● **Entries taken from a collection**
* * * *
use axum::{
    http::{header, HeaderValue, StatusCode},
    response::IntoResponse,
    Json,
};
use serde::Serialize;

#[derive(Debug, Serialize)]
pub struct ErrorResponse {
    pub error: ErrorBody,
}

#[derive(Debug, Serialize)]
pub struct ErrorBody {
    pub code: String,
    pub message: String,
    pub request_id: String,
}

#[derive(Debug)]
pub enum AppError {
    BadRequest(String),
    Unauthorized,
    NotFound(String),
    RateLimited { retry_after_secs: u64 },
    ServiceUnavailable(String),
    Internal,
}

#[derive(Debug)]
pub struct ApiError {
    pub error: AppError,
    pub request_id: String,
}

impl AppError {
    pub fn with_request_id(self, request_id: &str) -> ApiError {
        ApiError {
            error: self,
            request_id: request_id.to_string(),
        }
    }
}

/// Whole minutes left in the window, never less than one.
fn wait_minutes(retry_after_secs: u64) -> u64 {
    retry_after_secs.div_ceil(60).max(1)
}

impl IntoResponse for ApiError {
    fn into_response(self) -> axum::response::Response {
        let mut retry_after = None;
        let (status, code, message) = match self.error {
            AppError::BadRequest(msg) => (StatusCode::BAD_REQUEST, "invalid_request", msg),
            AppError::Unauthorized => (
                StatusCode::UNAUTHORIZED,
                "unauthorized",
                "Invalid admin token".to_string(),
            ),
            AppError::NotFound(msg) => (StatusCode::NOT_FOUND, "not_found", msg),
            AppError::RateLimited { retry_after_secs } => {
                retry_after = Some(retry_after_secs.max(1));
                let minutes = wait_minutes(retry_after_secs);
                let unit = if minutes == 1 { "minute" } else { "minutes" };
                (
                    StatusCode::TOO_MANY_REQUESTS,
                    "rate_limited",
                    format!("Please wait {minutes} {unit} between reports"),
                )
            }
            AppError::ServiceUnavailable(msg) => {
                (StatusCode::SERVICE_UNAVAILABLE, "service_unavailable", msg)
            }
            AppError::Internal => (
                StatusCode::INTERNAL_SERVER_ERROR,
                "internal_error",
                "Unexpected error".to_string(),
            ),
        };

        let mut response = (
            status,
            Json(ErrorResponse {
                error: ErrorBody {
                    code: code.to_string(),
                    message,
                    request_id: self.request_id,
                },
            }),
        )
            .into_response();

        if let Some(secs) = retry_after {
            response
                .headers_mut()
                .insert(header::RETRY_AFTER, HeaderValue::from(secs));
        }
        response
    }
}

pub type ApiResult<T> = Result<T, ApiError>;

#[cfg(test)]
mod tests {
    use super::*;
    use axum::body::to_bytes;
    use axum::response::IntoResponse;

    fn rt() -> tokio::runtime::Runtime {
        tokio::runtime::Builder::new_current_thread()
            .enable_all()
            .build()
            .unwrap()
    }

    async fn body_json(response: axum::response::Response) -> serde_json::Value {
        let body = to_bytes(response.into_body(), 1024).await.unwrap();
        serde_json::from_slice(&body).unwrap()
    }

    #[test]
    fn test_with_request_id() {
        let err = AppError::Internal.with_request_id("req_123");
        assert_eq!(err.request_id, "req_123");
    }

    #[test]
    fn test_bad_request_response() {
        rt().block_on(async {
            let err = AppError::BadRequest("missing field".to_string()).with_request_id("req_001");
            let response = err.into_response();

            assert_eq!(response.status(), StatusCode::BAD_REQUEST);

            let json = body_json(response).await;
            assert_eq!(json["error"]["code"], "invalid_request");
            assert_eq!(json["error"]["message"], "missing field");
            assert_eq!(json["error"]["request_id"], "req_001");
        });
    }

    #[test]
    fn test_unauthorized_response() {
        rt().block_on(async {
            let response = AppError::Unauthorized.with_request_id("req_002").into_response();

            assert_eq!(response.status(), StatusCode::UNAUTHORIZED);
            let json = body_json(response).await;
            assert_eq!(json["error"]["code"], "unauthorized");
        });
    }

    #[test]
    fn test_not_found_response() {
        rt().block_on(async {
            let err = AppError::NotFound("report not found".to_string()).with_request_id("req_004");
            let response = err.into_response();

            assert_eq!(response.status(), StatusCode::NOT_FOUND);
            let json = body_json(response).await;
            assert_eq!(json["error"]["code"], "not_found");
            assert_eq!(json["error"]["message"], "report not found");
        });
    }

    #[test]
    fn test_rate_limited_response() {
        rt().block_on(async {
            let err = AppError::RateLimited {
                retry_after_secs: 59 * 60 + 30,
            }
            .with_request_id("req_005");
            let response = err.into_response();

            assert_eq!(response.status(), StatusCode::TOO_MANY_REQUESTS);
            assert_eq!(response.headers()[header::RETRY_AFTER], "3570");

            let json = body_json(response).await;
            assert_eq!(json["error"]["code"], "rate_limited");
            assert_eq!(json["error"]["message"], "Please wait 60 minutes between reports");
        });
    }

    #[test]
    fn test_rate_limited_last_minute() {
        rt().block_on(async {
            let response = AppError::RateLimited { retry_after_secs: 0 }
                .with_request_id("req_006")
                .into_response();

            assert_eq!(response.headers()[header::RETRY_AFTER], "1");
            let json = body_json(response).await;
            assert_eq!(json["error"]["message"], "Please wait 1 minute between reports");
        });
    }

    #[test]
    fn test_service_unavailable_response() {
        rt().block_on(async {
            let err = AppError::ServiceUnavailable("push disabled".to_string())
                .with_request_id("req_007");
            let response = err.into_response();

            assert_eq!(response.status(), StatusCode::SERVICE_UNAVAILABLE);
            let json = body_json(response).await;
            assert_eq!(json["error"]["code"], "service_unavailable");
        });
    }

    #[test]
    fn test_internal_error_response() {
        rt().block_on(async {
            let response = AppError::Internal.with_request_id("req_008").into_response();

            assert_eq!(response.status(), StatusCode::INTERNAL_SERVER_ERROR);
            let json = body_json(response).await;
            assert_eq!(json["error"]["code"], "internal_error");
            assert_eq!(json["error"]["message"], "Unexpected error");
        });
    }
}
* * * *
● **HOW TO COMPLETE THIS TASK**
The records above need to be retyped in full, exactly as given.

● **ANSWER BOX**
use axum::{
    http::{header, HeaderValue, StatusCode},
    response::IntoResponse,
    Json,
};
use serde::Serialize;

#[derive(Debug, Serialize)]
pub struct ErrorResponse {
    pub error: ErrorBody,
}

#[derive(Debug, Serialize)]
pub struct ErrorBody {
    pub code: String,
    pub message: String,
    pub request_id: String,
}

#[derive(Debug)]
pub enum AppError {
    BadRequest(String),
    Unauthorized,
    NotFound(String),
    RateLimited { retry_after_secs: u64 },
    ServiceUnavailable(String),
    Internal,
}

#[derive(Debug)]
pub struct ApiError {
    pub error: AppError,
    pub request_id: String,
}

impl AppError {
    pub fn with_request_id(self, request_id: &str) -> ApiError {
        ApiError {
            error: self,
            request_id: request_id.to_string(),
        }
    }
}

/// Whole minutes left in the window, never less than one.
fn wait_minutes(retry_after_secs: u64) -> u64 {
    retry_after_secs.div_ceil(60).max(1)
}

impl IntoResponse for ApiError {
    fn into_response(self) -> axum::response::Response {
        let mut retry_after = None;
        let (status, code, message) = match self.error {
            AppError::BadRequest(msg) => (StatusCode::BAD_REQUEST, "invalid_request", msg),
            AppError::Unauthorized => (
                StatusCode::UNAUTHORIZED,
                "unauthorized",
                "Invalid admin token".to_string(),
            ),
            AppError::NotFound(msg) => (StatusCode::NOT_FOUND, "not_found", msg),
            AppError::RateLimited { retry_after_secs } => {
                retry_after = Some(retry_after_secs.max(1));
                let minutes = wait_minutes(retry_after_secs);
                let unit = if minutes == 1 { "minute" } else { "minutes" };
                (
                    StatusCode::TOO_MANY_REQUESTS,
                    "rate_limited",
                    format!("Please wait {minutes} {unit} between reports"),
                )
            }
            AppError::ServiceUnavailable(msg) => {
                (StatusCode::SERVICE_UNAVAILABLE, "service_unavailable", msg)
            }
            AppError::Internal => (
                StatusCode::INTERNAL_SERVER_ERROR,
                "internal_error",
                "Unexpected error".to_string(),
            ),
        };

        let mut response = (
            status,
            Json(ErrorResponse {
                error: ErrorBody {
                    code: code.to_string(),
                    message,
                    request_id: self.request_id,
                },
            }),
        )
            .into_response();

        if let Some(secs) = retry_after {
            response
                .headers_mut()
                .insert(header::RETRY_AFTER, HeaderValue::from(secs));
        }
        response
    }
}

pub type ApiResult<T> = Result<T, ApiError>;

#[cfg(test)]
mod tests {
    use super::*;
    use axum::body::to_bytes;
    use axum::response::IntoResponse;

    fn rt() -> tokio::runtime::Runtime {
        tokio::runtime::Builder::new_current_thread()
            .enable_all()
            .build()
            .unwrap()
    }

    async fn body_json(response: axum::response::Response) -> serde_json::Value {
        let body = to_bytes(response.into_body(), 1024).await.unwrap();
        serde_json::from_slice(&body).unwrap()
    }

    #[test]
    fn test_with_request_id() {
        let err = AppError::Internal.with_request_id("req_123");
        assert_eq!(err.request_id, "req_123");
    }

    #[test]
    fn test_bad_request_response() {
        rt().block_on(async {
            let err = AppError::BadRequest("missing field".to_string()).with_request_id("req_001");
            let response = err.into_response();

            assert_eq!(response.status(), StatusCode::BAD_REQUEST);

            let json = body_json(response).await;
            assert_eq!(json["error"]["code"], "invalid_request");
            assert_eq!(json["error"]["message"], "missing field");
            assert_eq!(json["error"]["request_id"], "req_001");
        });
    }

    #[test]
    fn test_unauthorized_response() {
        rt().block_on(async {
            let response = AppError::Unauthorized.with_request_id("req_002").into_response();

            assert_eq!(response.status(), StatusCode::UNAUTHORIZED);
            let json = body_json(response).await;
            assert_eq!(json["error"]["code"], "unauthorized");
        });
    }

    #[test]
    fn test_not_found_response() {
        rt().block_on(async {
            let err = AppError::NotFound("report not found".to_string()).with_request_id("req_004");
            let response = err.into_response();

            assert_eq!(response.status(), StatusCode::NOT_FOUND);
            let json = body_json(response).await;
            assert_eq!(json["error"]["code"], "not_found");
            assert_eq!(json["error"]["message"], "report not found");
        });
    }

    #[test]
    fn test_rate_limited_response() {
        rt().block_on(async {
            let err = AppError::RateLimited {
                retry_after_secs: 59 * 60 + 30,
            }
            .with_request_id("req_005");
            let response = err.into_response();

            assert_eq!(response.status(), StatusCode::TOO_MANY_REQUESTS);
            assert_eq!(response.headers()[header::RETRY_AFTER], "3570");

            let json = body_json(response).await;
            assert_eq!(json["error"]["code"], "rate_limited");
            assert_eq!(json["error"]["message"], "Please wait 60 minutes between reports");
        });
    }

    #[test]
    fn test_rate_limited_last_minute() {
        rt().block_on(async {
            let response = AppError::RateLimited { retry_after_secs: 0 }
                .with_request_id("req_006")
                .into_response();

            assert_eq!(response.headers()[header::RETRY_AFTER], "1");
            let json = body_json(response).await;
            assert_eq!(json["error"]["message"], "Please wait 1 minute between reports");
        });
    }

    #[test]
    fn test_service_unavailable_response() {
        rt().block_on(async {
            let err = AppError::ServiceUnavailable("push disabled".to_string())
                .with_request_id("req_007");
            let response = err.into_response();

            assert_eq!(response.status(), StatusCode::SERVICE_UNAVAILABLE);
            let json = body_json(response).await;
            assert_eq!(json["error"]["code"], "service_unavailable");
        });
    }

    #[test]
    fn test_internal_error_response() {
        rt().block_on(async {
            let response = AppError::Internal.with_request_id("req_008").into_response();

            assert_eq!(response.status(), StatusCode::INTERNAL_SERVER_ERROR);
            let json = body_json(response).await;
            assert_eq!(json["error"]["code"], "internal_error");
            assert_eq!(json["error"]["message"], "Unexpected error");
        });
    }
}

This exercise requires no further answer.